Lula confia na sua capacidade de improviso. E, obviamente, estava se contrapondo aos procuradores do ministério público que o acusam, e demais juízes que o ameaçam, ou podem vir a ameaçá-lo. Mas, sem querer, Lula entregou suas graves limitações nessa declaração.
Não vou nem moralizar a parte do ladrão – indesejável em qualquer profissão, mas tanto mais grave nas que lidam com a coisa pública, que é de todos e às vezes ninguém vigia de perto. O que interessa nesse trecho é o que escapa a Lula. E escapa a ele, completamente, a dimensão do sacerdócio na política. Exatamente a que seria necessária para sustentar a enorme dimensão psicossocial que ele adquiriu.
É evidente que os dois mandatos de Lula tiveram enorme impacto no rearranjo psicossocial do Brasil. Mais do que a redistribuição de renda, talvez, houve uma ruptura do elitismo negativo que nos caracterizava. Digo “elitismo negativo” porque, nos países em que a social democracia construiu estados de bem-estar social, podemos enxergar uma forma de “elitismo positivo”, paternalista mas eficiente na redução de danos.
Já nossa elite, no afã de negar o “pé da cozinha” (para lembrar da expressão chacoteiramente utilizado por FHC), costuma ser bastante malévola. É como se tivéssemos herdado esse complexo das capitanias hereditárias, de um ciclo infinito de predação, como se aqui não fosse, ao fim e ao cabo, a casa de todos. E que um pouco de bem-estar comum faz a sociedade evoluir no conjunto.
Foi até aí, até a ruptura simbólica desse ciclo, que Lula chegou. E daí não passou. De novo, para não moralizar, acho que Lula não foi santo nessa trajetória. Digo mais, se santo fosse, essa trajetória simplesmente não seria possível. Um grau de “habilidades mercuriais”, de tricksterismo, de passar da luz à sombra e penetrar ambientes mafiosos sem perder o autocontrole, terá sido necessária. Em termos mais simples, um pouco de picaretagem.
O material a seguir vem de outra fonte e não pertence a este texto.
//! Response descriptors the parser can read from.
//!
//! A [`ProblemSource`] is an HTTP response that has already been received:
//! a status code, a case-insensitive header lookup and a body that can be
//! consumed once.

use std::io::{self, Cursor};

use http::header::{AsHeaderName, HeaderMap, HeaderValue};

/// An already-received HTTP response.
pub trait ProblemSource {
    /// The single-consumption body reader.
    type Body: io::Read;

    /// Numeric HTTP status code of the response.
    fn status(&self) -> u16;

    /// Returns the first value of header `name`, looked up case-insensitively.
    ///
    /// Values that are not visible ASCII are reported as absent.
    fn header(&self, name: &str) -> Option<&str>;

    /// Consumes the response, yielding its body.
    fn into_body(self) -> Self::Body;
}

fn header_str<K: AsHeaderName>(headers: &HeaderMap, name: K) -> Option<&str> {
    headers.get(name).and_then(|value| value.to_str().ok())
}

impl<B: io::Read> ProblemSource for http::Response<B> {
    type Body = B;

    fn status(&self) -> u16 {
        http::Response::status(self).as_u16()
    }

    fn header(&self, name: &str) -> Option<&str> {
        header_str(self.headers(), name)
    }

    fn into_body(self) -> B {
        http::Response::into_body(self)
    }
}

/// A response whose body has been fully buffered in memory.
#[derive(Debug, Clone, Default)]
pub struct BufferedResponse {
    status: u16,
    headers: HeaderMap,
    body: Vec<u8>,
}

impl BufferedResponse {
    /// Creates a buffered response from its parts.
    #[must_use]
    pub const fn new(status: u16, headers: HeaderMap, body: Vec<u8>) -> Self {
        Self {
            status,
            headers,
            body,
        }
    }

    /// Sets the `Content-Type` header, replacing any previous value.
    ///
    /// # Errors
    ///
    /// Returns [`http::header::InvalidHeaderValue`] if `content_type` is not
    /// a valid header value.
    pub fn with_content_type(
        mut self,
        content_type: &str,
    ) -> Result<Self, http::header::InvalidHeaderValue> {
        self.headers.insert(
            http::header::CONTENT_TYPE,
            HeaderValue::from_str(content_type)?,
        );
        Ok(self)
    }

    /// Response headers.
    #[must_use]
    pub const fn headers(&self) -> &HeaderMap {
        &self.headers
    }

    /// Raw body bytes.
    #[must_use]
    pub fn body(&self) -> &[u8] {
        &self.body
    }

    /// Consumes the response, returning the raw body bytes.
    #[must_use]
    pub fn into_bytes(self) -> Vec<u8> {
        self.body
    }
}

impl ProblemSource for BufferedResponse {
    type Body = Cursor<Vec<u8>>;

    fn status(&self) -> u16 {
        self.status
    }

    fn header(&self, name: &str) -> Option<&str> {
        header_str(&self.headers, name)
    }

    fn into_body(self) -> Self::Body {
        Cursor::new(self.body)
    }
}
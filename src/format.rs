// SPDX-License-Identifier: MIT
//! SQDoc container header and table-of-contents layout

use crate::error::{Result, SqdocError};
use crate::model::BlockKind;
use crate::wire::{self, WireReader};

/// SQDoc magic bytes (26 ASCII bytes)
pub const SQDOC_MAGIC: &[u8; 26] = b"KeepCalmAndFuckTheRussians";

/// SQDoc container version
pub const SQDOC_VERSION: u16 = 1;

/// Header size in bytes
pub const SQDOC_HEADER_SIZE: usize = 42;

/// TOC entry size in bytes
pub const TOC_ENTRY_SIZE: usize = 8 + 1 + 8 + 4 + 4;

/// Header flags
pub mod flags {
    /// No flags
    pub const NONE: u16 = 0x0000;

    /// The TOC is valid and covers the whole file; mandatory on load
    pub const RANDOM_ACCESS: u16 = 0x0001;
}

/// SQDoc file header (42 bytes)
#[derive(Debug, Clone, Copy, PartialEq, Eq)]
pub struct SqdocHeader {
    pub magic: [u8; 26],
    pub version: u16,
    pub flags: u16,
    pub toc_offset: u64,
    pub toc_count: u32,
}

impl SqdocHeader {
    /// Header for a TOC of `toc_count` entries placed directly after it
    pub fn new(toc_count: u32) -> Self {
        Self {
            magic: *SQDOC_MAGIC,
            version: SQDOC_VERSION,
            flags: flags::RANDOM_ACCESS,
            toc_offset: SQDOC_HEADER_SIZE as u64,
            toc_count,
        }
    }

    /// Parse the header from the start of a container
    ///
    /// Checks run in order: size and magic, version, random-access flag.
    pub fn parse(bytes: &[u8]) -> Result<Self> {
        if bytes.len() < SQDOC_HEADER_SIZE || &bytes[..SQDOC_MAGIC.len()] != SQDOC_MAGIC {
            return Err(SqdocError::InvalidMagic);
        }

        let mut reader = WireReader::new(&bytes[SQDOC_MAGIC.len()..SQDOC_HEADER_SIZE]);
        let (Some(version), Some(flags), Some(toc_offset), Some(toc_count)) =
            (reader.u16(), reader.u16(), reader.u64(), reader.u32())
        else {
            return Err(SqdocError::InvalidMagic);
        };

        let header = Self {
            magic: *SQDOC_MAGIC,
            version,
            flags,
            toc_offset,
            toc_count,
        };
        header.validate()?;
        Ok(header)
    }

    /// Validate version and flags
    pub fn validate(&self) -> Result<()> {
        if self.magic != *SQDOC_MAGIC {
            return Err(SqdocError::InvalidMagic);
        }
        if self.version != SQDOC_VERSION {
            return Err(SqdocError::UnsupportedVersion(self.version));
        }
        if !self.is_random_access() {
            return Err(SqdocError::MissingRandomAccessFlag);
        }
        Ok(())
    }

    #[inline]
    pub fn is_random_access(&self) -> bool {
        self.flags & flags::RANDOM_ACCESS != 0
    }

    /// Byte length of the TOC region
    #[inline]
    pub fn toc_length(&self) -> u64 {
        u64::from(self.toc_count) * TOC_ENTRY_SIZE as u64
    }

    /// Write header directly to buffer
    #[inline]
    pub fn write_to_buffer(&self, buffer: &mut Vec<u8>) {
        buffer.reserve(SQDOC_HEADER_SIZE);
        buffer.extend_from_slice(&self.magic);
        wire::put_u16(buffer, self.version);
        wire::put_u16(buffer, self.flags);
        wire::put_u64(buffer, self.toc_offset);
        wire::put_u32(buffer, self.toc_count);
    }
}

/// One table-of-contents entry (25 bytes)
#[derive(Debug, Clone, Copy, PartialEq, Eq)]
pub struct TocEntry {
    pub block_id: u64,
    pub kind: BlockKind,
    pub offset: u64,
    pub length: u32,
    pub crc32: u32,
}

impl TocEntry {
    /// Exclusive end offset of the payload, `None` on overflow
    #[inline]
    pub fn end(&self) -> Option<u64> {
        self.offset.checked_add(u64::from(self.length))
    }

    pub fn write_to_buffer(&self, buffer: &mut Vec<u8>) {
        wire::put_u64(buffer, self.block_id);
        wire::put_u8(buffer, self.kind.as_u8());
        wire::put_u64(buffer, self.offset);
        wire::put_u32(buffer, self.length);
        wire::put_u32(buffer, self.crc32);
    }

    /// Read one entry from the cursor
    pub fn read_from(reader: &mut WireReader<'_>) -> Option<Self> {
        Some(Self {
            block_id: reader.u64()?,
            kind: BlockKind::from_u8(reader.u8()?),
            offset: reader.u64()?,
            length: reader.u32()?,
            crc32: reader.u32()?,
        })
    }
}

/// CRC32 (IEEE) of one payload
#[inline]
pub fn payload_crc32(payload: &[u8]) -> u32 {
    crc32fast::hash(payload)
}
Mas há um momento em que essas habilidades são checadas pelo destino, e têm que reafirmar a que vieram. No tarô, dir-se-ia que é a passagem do mago de feira, do truque de moedas, para o mago que começa a moldar a realidade (não com a energia dele mesmo, mas com a expectativa da plateia hábil e conscientemente canalizada).
Na verdade, em cada mago convivem esses dois, o truqueiro e o sublime – e quando o espetáculo cresce é a hora da verdade, do sustentar ou não a passagem do truquinho à magia portentosa. Eu digo mago e sacerdote com esse mesmo sentido; o sacerdote também tem sua face charlatã. Há um ótimo filme sobre isso, O Homem Que Queria Ser Rei, adaptação de uma história de Kipling com Sean Connery e Michael Caine, que mostra o contrário, quando a veia sacerdotal (= responsável) se manifesta e contraabduz o oportunista.
Já Lula, o que ele revelou nessa fala é que nunca superou aquela dimensão tiozão-sindicalista, a de que o ápice da existência é cada operário com um carrinho na garagem e uma churrasqueira. Carne queimada e gasolina, esse é teu nome. Quando Lula chegou ao auge de credibilidade e aprovação popular, era a hora de ter transmutado as eventuais contradições e/ou picaretagens da sua trajetória em grande magia social; numa transformação real e necessária (arrancar a reforma política, por exemplo).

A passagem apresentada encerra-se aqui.